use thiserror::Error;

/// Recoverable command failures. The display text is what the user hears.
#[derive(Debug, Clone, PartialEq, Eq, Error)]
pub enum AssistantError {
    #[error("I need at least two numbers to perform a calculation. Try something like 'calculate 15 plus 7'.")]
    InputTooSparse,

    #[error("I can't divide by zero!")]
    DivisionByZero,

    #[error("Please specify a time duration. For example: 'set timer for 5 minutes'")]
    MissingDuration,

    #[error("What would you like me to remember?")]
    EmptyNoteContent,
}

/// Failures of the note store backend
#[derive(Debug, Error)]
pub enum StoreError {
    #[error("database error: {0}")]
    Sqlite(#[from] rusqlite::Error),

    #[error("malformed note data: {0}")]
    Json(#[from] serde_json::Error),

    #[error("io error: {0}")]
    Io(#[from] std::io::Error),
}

________________________

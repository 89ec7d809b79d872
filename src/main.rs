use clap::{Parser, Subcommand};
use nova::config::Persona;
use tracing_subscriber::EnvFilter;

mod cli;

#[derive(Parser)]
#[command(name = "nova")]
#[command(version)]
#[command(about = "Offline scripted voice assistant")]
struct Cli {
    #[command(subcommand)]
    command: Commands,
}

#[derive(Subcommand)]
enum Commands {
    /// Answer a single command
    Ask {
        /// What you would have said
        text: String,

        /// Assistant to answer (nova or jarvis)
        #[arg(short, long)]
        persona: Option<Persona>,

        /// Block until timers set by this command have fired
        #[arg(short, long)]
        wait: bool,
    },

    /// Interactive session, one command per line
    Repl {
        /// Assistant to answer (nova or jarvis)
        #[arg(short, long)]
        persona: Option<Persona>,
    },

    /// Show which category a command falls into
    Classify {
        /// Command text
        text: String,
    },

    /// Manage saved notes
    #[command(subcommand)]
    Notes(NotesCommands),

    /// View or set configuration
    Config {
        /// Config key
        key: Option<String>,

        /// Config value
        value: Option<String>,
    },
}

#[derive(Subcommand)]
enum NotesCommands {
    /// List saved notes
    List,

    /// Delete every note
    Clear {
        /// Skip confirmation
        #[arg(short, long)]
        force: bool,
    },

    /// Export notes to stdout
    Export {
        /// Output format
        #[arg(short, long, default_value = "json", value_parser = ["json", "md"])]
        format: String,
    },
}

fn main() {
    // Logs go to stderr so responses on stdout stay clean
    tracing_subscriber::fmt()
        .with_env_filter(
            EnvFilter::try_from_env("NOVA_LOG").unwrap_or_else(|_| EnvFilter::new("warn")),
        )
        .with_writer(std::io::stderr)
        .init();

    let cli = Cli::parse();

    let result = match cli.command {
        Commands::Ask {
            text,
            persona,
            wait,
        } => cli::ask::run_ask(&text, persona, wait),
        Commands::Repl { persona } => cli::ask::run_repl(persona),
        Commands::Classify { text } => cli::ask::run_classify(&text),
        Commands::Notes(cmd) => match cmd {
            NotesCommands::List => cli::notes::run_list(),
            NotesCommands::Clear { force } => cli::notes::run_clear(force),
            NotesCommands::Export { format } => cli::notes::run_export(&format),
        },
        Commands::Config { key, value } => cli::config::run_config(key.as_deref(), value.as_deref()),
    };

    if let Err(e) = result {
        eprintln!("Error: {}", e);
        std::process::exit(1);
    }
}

________________________

**DESCRIPTION OF THE TASK:**
Only a number is expected here: the tally of lines above that contain "List". Please write nothing more.

**SOLUTION TO THIS EXERCISE:**
3